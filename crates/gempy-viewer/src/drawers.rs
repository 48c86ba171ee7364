//! 2D drawers.
//!
//! A drawer reads one kind of model data, cuts the plane shown by an axes
//! and pushes plot elements onto it. Drawers never render anything.

pub mod contacts;
pub mod data;
pub mod solutions;
pub mod topography;
pub mod topology;
pub mod traces;

use gempy_viewer_core::solutions::series;
use gempy_viewer_core::{
    section_image, slice_block, topography_image, GeoModel, GridSolution, Image2D, Result,
    Solutions, ViewerError,
};
use gempy_viewer_render::{parse_color, Axes, Figure};
use glam::Vec4;

use crate::plot_2d::{SectionData2D, SectionKind};

pub use contacts::draw_contacts;
pub use data::draw_data;
pub use solutions::{draw_block, draw_lith, draw_regular_grid, draw_scalar_field, draw_values};
pub use topography::draw_topography;
pub use topology::draw_topology;
pub use traces::draw_section_traces;

/// A solution array that can be cut into a plane.
#[derive(Debug, Clone, Copy, PartialEq, Eq)]
pub enum Field {
    Lith,
    ScalarField(usize),
    Values(usize),
    Block(usize),
}

impl Field {
    fn describe(self) -> &'static str {
        match self {
            Field::Lith => "lithology block",
            Field::ScalarField(_) => "scalar field",
            Field::Values(_) => "values matrix",
            Field::Block(_) => "block matrix",
        }
    }
}

/// Whether `field` has data for the plane of `kind`.
#[must_use]
pub fn has_field(model: &GeoModel, kind: &SectionKind, field: Field) -> bool {
    let Some(sol) = &model.solutions else {
        return false;
    };
    let on_grid = |g: &GridSolution| match field {
        Field::Lith => !g.lith.is_empty(),
        Field::ScalarField(_) => g.scalar_fields.iter().any(|s| !s.is_empty()),
        Field::Values(_) | Field::Block(_) => false,
    };
    match kind {
        SectionKind::Orthogonal(_) => match field {
            Field::Lith => sol.has_lith_block(),
            Field::ScalarField(_) => sol.has_scalar_field(),
            Field::Values(_) => sol.has_values(),
            Field::Block(_) => sol.has_block(),
        },
        SectionKind::Section(_) => sol.sections.as_ref().is_some_and(on_grid),
        SectionKind::Topography => sol.geological_map.as_ref().is_some_and(on_grid),
    }
}

pub(crate) fn require_solutions(model: &GeoModel) -> Result<&Solutions> {
    model
        .solutions
        .as_ref()
        .ok_or_else(|| ViewerError::NotComputed("solutions".to_string()))
}

/// Scalar fields of every series on the plane of `kind`.
pub(crate) fn scalar_fields<'a>(model: &'a GeoModel, kind: &SectionKind) -> Result<&'a [Vec<f64>]> {
    let sol = require_solutions(model)?;
    Ok(match kind {
        SectionKind::Orthogonal(_) => &sol.scalar_field_matrix,
        SectionKind::Section(_) => &sol.sections()?.scalar_fields,
        SectionKind::Topography => &sol.geological_map()?.scalar_fields,
    })
}

fn grid_field(g: &GridSolution, field: Field) -> Result<&[f64]> {
    match field {
        Field::Lith => Ok(&g.lith),
        Field::ScalarField(n) => series(&g.scalar_fields, n, field.describe()),
        Field::Values(_) | Field::Block(_) => Err(ViewerError::NotImplemented(
            "values and block on named sections or the geological map",
        )),
    }
}

/// Cuts `field` on the plane of `section`; returns the image and the
/// world extent it covers.
pub fn plane_image(
    model: &GeoModel,
    section: &SectionData2D,
    field: Field,
) -> Result<(Image2D, [f64; 4])> {
    let sol = require_solutions(model)?;
    let what = field.describe();

    match &section.kind {
        SectionKind::Orthogonal(slicer) => {
            let block = match field {
                Field::Lith => sol.lith_block.as_slice(),
                Field::ScalarField(n) => series(&sol.scalar_field_matrix, n, what)?,
                Field::Values(n) => series(&sol.values_matrix, n, what)?,
                Field::Block(n) => series(&sol.block_matrix, n, what)?,
            };
            let resolution = model.grid.regular_grid.resolution();
            Ok((slice_block(block, resolution, slicer, what)?, slicer.extent))
        }
        SectionKind::Section(name) => {
            let values = grid_field(sol.sections()?, field)?;
            let image = section_image(values, &model.grid.sections, name)?;
            Ok((image, section.extent))
        }
        SectionKind::Topography => {
            let topography = model.grid.topography()?;
            let values = grid_field(sol.geological_map()?, field)?;
            let image = topography_image(values, topography)?;
            Ok((image, topography.node_extent()))
        }
    }
}

/// Axes of a section, or an error if the figure lost them.
pub(crate) fn axes_of<'a>(figure: &'a mut Figure, section: &SectionData2D) -> Result<&'a mut Axes> {
    figure
        .axes_at_mut(section.axes_index)
        .ok_or_else(|| ViewerError::RenderError(format!("axes {} not found", section.axes_index)))
}

/// Parses a list of color strings.
pub(crate) fn parse_colors<S: AsRef<str>>(colors: &[S]) -> Result<Vec<Vec4>> {
    colors
        .iter()
        .map(|c| parse_color(c.as_ref()).map_err(ViewerError::from))
        .collect()
}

BRIEF
In the material above, find each line containing the word "GeoModel" and copy it.

OUTPUT BELOW
    section_image, slice_block, topography_image, GeoModel, GridSolution, Image2D, Result,
pub fn has_field(model: &GeoModel, kind: &SectionKind, field: Field) -> bool {
pub(crate) fn require_solutions(model: &GeoModel) -> Result<&Solutions> {
pub(crate) fn scalar_fields<'a>(model: &'a GeoModel, kind: &SectionKind) -> Result<&'a [Vec<f64>]> {
    model: &GeoModel,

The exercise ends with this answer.